Saved data entries:
impl Contour {
    /// Creates a regular polygon with `n_vertices` corners on a circle around `center`.
    ///
    /// The vertices are placed at the angles
    /// \\[
    ///     \varphi\_i = \frac{2\pi i}{N}
    /// \\]
    /// and all rest lengths are set to the chord length
    /// \\[
    ///     l\_0 = r\sqrt{(\cos(2\pi/N) - 1)^2 + \sin^2(2\pi/N)}
    /// \\]
    /// so that the contour starts in equilibrium.
    /// ```
    /// # use cellular_balloon_building_blocks::Contour;
    /// let contour = Contour::from_seed([50.0, 50.0], 10.0, 12)?;
    /// assert_eq!(contour.len(), 12);
    /// assert_eq!(contour.center(), [50, 50]);
    /// # Result::<(), cellular_balloon_concepts::SetupError>::Ok(())
    /// ```
    pub fn from_seed(
        center: impl Into<Vector2<f64>>,
        radius: f64,
        n_vertices: usize,
    ) -> Result<Self, SetupError> {
        if n_vertices < 3 {
            return Err(SetupError(format!(
                "A contour needs at least 3 vertices but {n_vertices} were requested"
            )));
        }
        if !(radius > 0.0) {
            return Err(SetupError(format!(
                "The seed radius must be positive but got {radius}"
            )));
        }
        let center = center.into();
        let angle_fraction = 2.0 * std::f64::consts::PI / n_vertices as f64;
        let vertices = (0..n_vertices)
            .map(|n| {
                let angle = angle_fraction * n as f64;
                Vector2::new(
                    center.x + radius * angle.cos(),
                    center.y + radius * angle.sin(),
                )
            })
            .collect::<Vec<_>>();
        let chord_length = radius
            * ((angle_fraction.cos() - 1.0).powi(2) + angle_fraction.sin().powi(2)).sqrt();
        let mut contour = Self::with_vertices(vertices, vec![chord_length; n_vertices]);
        contour.center = pixel_of(&center).into();
        contour.initial_spring_length = chord_length;
        contour.refresh_radius_bounds();
        Ok(contour)
    }

    /// Creates a regular polygon around `center` with the seed radius and vertex count of the
    /// given parameters.
    pub fn from_parameters(
        center: impl Into<Vector2<f64>>,
        parameters: &crate::BalloonParameters,
    ) -> Result<Self, SetupError> {
        parameters.validate()?;
        Ok(Self::from_seed(
            center,
            parameters.initial_radius,
            parameters.initial_vertex_count,
        )?
        .with_history_length(parameters.history_length))
    }

    /// Creates a contour from externally supplied vertex coordinates, eg. a stored shape.
    ///
    /// Velocities and fixations start at zero and each rest length is set to the current length
    /// of its segment.
    /// The mass geometry is computed right away.
    /// ```
    /// # use cellular_balloon_building_blocks::Contour;
    /// let contour = Contour::from_points([[0.0, 0.0], [20.0, 0.0], [20.0, 20.0], [0.0, 20.0]])?;
    /// assert_eq!(contour.rest_lengths(), &[20.0; 4]);
    /// assert_eq!(contour.geometry().area, 400.0);
    /// # Result::<(), cellular_balloon_concepts::SetupError>::Ok(())
    /// ```
    pub fn from_points<P>(points: impl IntoIterator<Item = P>) -> Result<Self, SetupError>
    where
        P: Into<Vector2<f64>>,
    {
        let vertices = points.into_iter().map(Into::into).collect::<Vec<_>>();
        let n_vertices = vertices.len();
        if n_vertices < 3 {
            return Err(SetupError(format!(
                "A contour needs at least 3 vertices but only {n_vertices} points were given"
            )));
        }
        let mut contour = Self::with_vertices(vertices, vec![0.0; n_vertices]);
        contour.reset_rest_lengths();
        contour.initial_spring_length =
            contour.rest_length.iter().sum::<f64>() / n_vertices as f64;
        contour.update_center_estimate();
        contour.refresh_radius_bounds();
        contour.compute_mass_geometry();
        Ok(contour)
    }

    /// Replaces the convergence history by a new one of the given length.
    pub fn with_history_length(mut self, history_length: usize) -> Self {
        self.history = RadiusHistory::new(history_length);
        self
    }

    /// Allocates all auxiliary arrays for the given vertices with neutral values.
    fn with_vertices(vertices: Vec<Vector2<f64>>, rest_length: Vec<f64>) -> Self {
        let n_vertices = vertices.len();
        Contour {
            vertices,
            velocity: vec![Vector2::zeros(); n_vertices],
            prev_velocity: vec![Vector2::zeros(); n_vertices],
            rest_length,
            fixation: vec![0; n_vertices],
            center: Vector2::zeros(),
            radius: 0.0,
            radius_min: 0.0,
            initial_spring_length: 0.0,
            geometry: MassGeometry::default(),
            history: RadiusHistory::new(DEFAULT_HISTORY_LENGTH),
            lineage: Lineage::default(),
        }
    }

    /// Number of vertices.
    pub fn len(&self) -> usize {
        self.vertices.len()
    }

    /// Always false for a correctly constructed contour.
    pub fn is_empty(&self) -> bool {
        self.vertices.is_empty()
    }

    /// Index of the predecessor of vertex `i`.
    pub fn prev(&self, i: usize) -> usize {
        let n = self.len();
        (i + n - 1) % n
    }

    /// Index of the successor of vertex `i`.
    pub fn next(&self, i: usize) -> usize {
        (i + 1) % self.len()
    }

    /// Index of the predecessor of the predecessor of vertex `i`.
    pub fn prev_prev(&self, i: usize) -> usize {
        let n = self.len();
        (i + 2 * n - 2) % n
    }

    /// Index of the successor of the successor of vertex `i`.
    pub fn next_next(&self, i: usize) -> usize {
        (i + 2) % self.len()
    }

    /// Euclidean distance between vertex `i` and its successor.
    pub fn segment_length(&self, i: usize) -> f64 {
        (self.vertices[self.next(i)] - self.vertices[i % self.len()]).norm()
    }

    /// Vertex positions in order.
    pub fn vertices(&self) -> &[Vector2<f64>] {
        &self.vertices
    }

    /// Velocities computed in the last step.
    pub fn velocity(&self) -> &[Vector2<f64>] {
        &self.velocity
    }

    /// Velocities which enter the next step.
    pub fn prev_velocity(&self) -> &[Vector2<f64>] {
        &self.prev_velocity
    }

    /// Rest length of the segment starting at each vertex.
    pub fn rest_lengths(&self) -> &[f64] {
        &self.rest_length
    }

    /// Fixation levels of all vertices.
    pub fn fixations(&self) -> &[u8] {
        &self.fixation
    }

    /// Integer position approximating the centroid.
    ///
    /// Updated from the mean vertex position by every advance and replaced by the exact
    /// centroid in [Contour::compute_mass_geometry].
    pub fn center(&self) -> [i64; 2] {
        [self.center.x, self.center.y]
    }

    /// Largest distance of a vertex to [Contour::center].
    ///
    /// This is a coarse hint for contact searches and not an exact radius.
    pub fn radius_estimate(&self) -> f64 {
        self.radius
    }

    /// Smallest distance of a vertex to [Contour::center].
    pub fn radius_min(&self) -> f64 {
        self.radius_min
    }

    /// Length of the springs of the initial polygon.
    ///
    /// For contours created from points this is the mean initial segment length.
    pub fn initial_spring_length(&self) -> f64 {
        self.initial_spring_length
    }

    /// Result of the last [Contour::compute_mass_geometry] call.
    pub fn geometry(&self) -> &MassGeometry {
        &self.geometry
    }

    /// Recent radius estimates.
    pub fn history(&self) -> &RadiusHistory {
        &self.history
    }

    /// Shifts all vertices by `(dx, dy)`.
    ///
    /// The center is re-estimated from the moved vertices so that repeated sub-pixel shifts do
    /// not accumulate rounding errors.
    pub fn translate(&mut self, dx: f64, dy: f64) {
        let shift = Vector2::new(dx, dy);
        self.vertices.iter_mut().for_each(|v| *v += shift);
        self.update_center_estimate();
        self.geometry.centroid += shift;
    }

    /// Moves the contour such that its center lands on `target`.
    pub fn translate_to(&mut self, target: [i64; 2]) {
        let dx = (target[0] - self.center.x) as f64;
        let dy = (target[1] - self.center.y) as f64;
        self.translate(dx, dy);
    }

    /// Checks a vertex index.
    fn check_index(&self, i: usize) -> Result<(), IndexError> {
        if i < self.len() {
            Ok(())
        } else {
            Err(IndexError(format!(
                "Vertex index {i} is out of range for contour with {} vertices",
                self.len()
            )))
        }
    }

    /// Marks vertex `i` as being in soft contact.
    ///
    /// During the next advance its force is projected onto one of its edges and the fixation is
    /// released afterwards.
    pub fn fix(&mut self, i: usize) -> Result<(), IndexError> {
        self.check_index(i)?;
        self.fixation[i] = SOFT_FIXATION;
        Ok(())
    }

    /// Encastres vertex `i`. It will never be moved by the engine again.
    pub fn encastre(&mut self, i: usize) -> Result<(), IndexError> {
        self.check_index(i)?;
        self.fixation[i] = HARD_FIXATION;
        Ok(())
    }

    /// Fixation level of vertex `i`.
    pub fn fixation(&self, i: usize) -> Result<u8, IndexError> {
        self.check_index(i)?;
        Ok(self.fixation[i])
    }

    /// True if vertex `i` is encastred.
    pub fn is_encastred(&self, i: usize) -> bool {
        self.fixation.get(i).is_some_and(|&f| f >= HARD_FIXATION)
    }

    /// Prepares the contour for [Contour::advance_optimize].
    ///
    /// Rest lengths are set to the current segment lengths, all velocities are zeroed and every
    /// fixation is released.
    pub fn reset_for_optimization(&mut self) {
        self.reset_rest_lengths();
        self.velocity.fill(Vector2::zeros());
        self.prev_velocity.fill(Vector2::zeros());
        self.fixation.fill(0);
    }

    /// Sets every rest length to the current length of its segment.
    fn reset_rest_lengths(&mut self) {
        self.rest_length = self
            .vertices
            .iter()
            .circular_tuple_windows()
            .map(|(p1, p2)| (p2 - p1).norm())
            .collect();
    }

    /// Verifies that the per-vertex arrays agree in length and describe a usable polygon.
    pub fn check_consistency(&self) -> Result<(), IndexError> {
        let n = self.vertices.len();
        if n < 3 {
            return Err(IndexError(format!(
                "Contour has {n} vertices but needs at least 3"
            )));
        }
        let lengths = [
            ("velocity", self.velocity.len()),
            ("prev_velocity", self.prev_velocity.len()),
            ("rest_length", self.rest_length.len()),
            ("fixation", self.fixation.len()),
        ];
        for (name, len) in lengths {
            if len != n {
                return Err(IndexError(format!(
                    "Array {name} has length {len} but the contour has {n} vertices"
                )));
            }
        }
        Ok(())
    }

    /// Panics if [Contour::check_consistency] fails.
    ///
    /// Advancing an inconsistent contour would silently corrupt its geometry.
    fn assert_consistency(&self) {
        if let Err(error) = self.check_consistency() {
            panic!(
                "{}",
                cellular_balloon_concepts::format_error_message!(
                    "inconsistent contour",
                    error.to_string()
                )
            );
        }
    }

    /// Sets the center to the rounded mean vertex position.
    fn update_center_estimate(&mut self) {
        let mean = self.vertices.iter().sum::<Vector2<f64>>() / self.len() as f64;
        self.center = pixel_of(&mean).into();
    }

    /// Recomputes the largest and smallest vertex distance to the center.
    fn refresh_radius_bounds(&mut self) {
        let center = self.center.cast::<f64>();
        let (radius_min, radius) = self
            .vertices
            .iter()
            .map(|v| (v - center).norm())
            .fold((f64::INFINITY, 0.0_f64), |(min, max), d| {
                (min.min(d), max.max(d))
            });
        self.radius = radius;
        self.radius_min = radius_min;
    }

    /// Bookkeeping at the end of every advance.
    fn finish_step(&mut self) {
        self.update_center_estimate();
        self.refresh_radius_bounds();
        self.history.push(self.radius);
    }
}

#### [What is expected]
Only a number is needed here: the count of lines above that hold the string "regular".

#### [Task answer]
2